Archetypes: Film: Review: ‘Foxcatcher’ (2014)

Sony Pictures Classics

Sony Pictures Classics

For many athletes, winning an Olympic gold medal opens countless doors, leading to personal growth, financial security, and a validation that all their hard work has value in a post-Olympics existence. As explored in Foxcatcher, this scenario was not the fate of the Schultz brothers, both wrestling gold medalists in the 1984 Olympics, in Los Angeles.

Directed by Bennett Miller, the movie begins about three years after their medal wins. Mark Schultz (Channing Tatum) is contacted by John du Pont (Steve Carell, wearing a gigantic prosthetic nose and suitable makeup to help accentuate his character’s creepy eccentricity), heir to the du Pont fortune.

Du Pont, who fancies himself a patriot, wants Mark to train for the 1988 Olympics as part of Team Foxcatcher, located on the du Pont compound. To Mark, who’s been eking out an existence, the invitation seems like an opportunity. Big brother Dave Schultz (Mark Ruffalo) isn’t so convinced but, in the end, joins his younger brother on the du Pont farm as a coach. Trouble looms.

Mark, who’s awkward, emotionally closed and has the appearance and personality of a cinderblock, is close to and dependent on his older sibling, who’s a father figure. Du Pont, who has mother issues (Vanessa Redgrave makes a brief, riveting appearance), is increasingly peeved that Dave is such an important part of the equation, even though du Pont needs Dave’s coaching services. Adding to this conflict is the fact that du Pont, whose motivations become murkier as he provides drugs and junk food to Mark, is slowly turning into the Underworld Father, seemingly out to destroy the metaphorical son that could bring him Olympics glory.

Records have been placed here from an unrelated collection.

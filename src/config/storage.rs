//! Uploader config file
//!
//! Lives at `~/.videoup/config.json` (`%APPDATA%\Videoup\config.json` on
//! Windows). Loading layers the `VIDEOUP_*` environment over the file and
//! clamps every limit, so callers always see the effective configuration.
//! Saving writes the clamped form only.

use std::path::{Path, PathBuf};

use tokio::fs;
use tracing::{debug, info, warn};

use super::types::{UploaderConfig, CONFIG_VERSION};

const CONFIG_FILE_NAME: &str = "config.json";

/// Configuration storage errors
#[derive(Debug, thiserror::Error)]
pub enum StorageError {
    #[error("No home or config directory for the uploader config")]
    NoConfigDir,

    #[error("IO error: {0}")]
    Io(#[from] std::io::Error),

    #[error("JSON error: {0}")]
    Json(#[from] serde_json::Error),

    #[error("Config version {found} is newer than supported {supported}")]
    VersionTooNew { found: u32, supported: u32 },
}

/// Where the config file lives when no path is given
pub fn default_config_path() -> Result<PathBuf, StorageError> {
    let dir = if cfg!(windows) {
        dirs::config_dir().map(|dir| dir.join("Videoup"))
    } else {
        dirs::home_dir().map(|home| home.join(".videoup"))
    };
    dir.map(|dir| dir.join(CONFIG_FILE_NAME))
        .ok_or(StorageError::NoConfigDir)
}

pub struct ConfigStorage {
    path: PathBuf,
}

impl ConfigStorage {
    pub fn new() -> Result<Self, StorageError> {
        Ok(Self::with_path(default_config_path()?))
    }

    pub fn with_path(path: impl Into<PathBuf>) -> Self {
        Self { path: path.into() }
    }

    pub fn path(&self) -> &Path {
        &self.path
    }

    /// Effective configuration: file (or defaults), then environment, then clamping
    pub async fn load(&self) -> Result<UploaderConfig, StorageError> {
        self.load_with(|key| std::env::var(key).ok()).await
    }

    async fn load_with<F>(&self, env: F) -> Result<UploaderConfig, StorageError>
    where
        F: Fn(&str) -> Option<String>,
    {
        let mut config = self.read_file().await?.unwrap_or_default();
        config.apply_overrides(env);
        Ok(config.normalized())
    }

    /// File contents as written; `None` if there is no usable file.
    ///
    /// An unparsable file is moved to `config.json.corrupt` so the next save
    /// does not destroy it.
    async fn read_file(&self) -> Result<Option<UploaderConfig>, StorageError> {
        let contents = match fs::read_to_string(&self.path).await {
            Ok(contents) => contents,
            Err(e) if e.kind() == std::io::ErrorKind::NotFound => {
                debug!("No config at {:?}, using defaults", self.path);
                return Ok(None);
            }
            Err(e) => return Err(e.into()),
        };

        match serde_json::from_str::<UploaderConfig>(&contents) {
            Ok(config) if config.version > CONFIG_VERSION => Err(StorageError::VersionTooNew {
                found: config.version,
                supported: CONFIG_VERSION,
            }),
            Ok(config) => Ok(Some(config)),
            Err(e) => {
                let aside = self.path.with_extension("json.corrupt");
                warn!(
                    "Unreadable config {:?} ({}), moved to {:?}; using defaults",
                    self.path, e, aside
                );
                fs::rename(&self.path, &aside).await?;
                Ok(None)
            }
        }
    }

    /// Write the clamped form of `config`, replacing the file in one rename
    pub async fn save(&self, config: &UploaderConfig) -> Result<(), StorageError> {
        if let Some(dir) = self.path.parent() {
            fs::create_dir_all(dir).await?;
        }

        let normalized = UploaderConfig {
            version: CONFIG_VERSION,
            ..config.clone().normalized()
        };
        let staged = self.path.with_extension("json.tmp");
        fs::write(&staged, serde_json::to_vec_pretty(&normalized)?).await?;
        fs::rename(&staged, &self.path).await?;

        info!("Saved uploader config to {:?}", self.path);
        Ok(())
    }
}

Foxcatcher’s pervasive Pluto archetype – control, seduction, big money and, above all, power – also needs an acquiescing victim. Watching Mark’s struggle is heartbreaking, as is seeing him pull away from Dave, who meets a tragic end.

The movie’s interludes, which celebrate the intimate and balletic choreography of wrestling, serve as a reminder that grappling with one’s life choices is, in contrast, an often violent and deadly dance with one’s deepest self.

Archetype: Tyrant. Powermonger. Vampire. Father.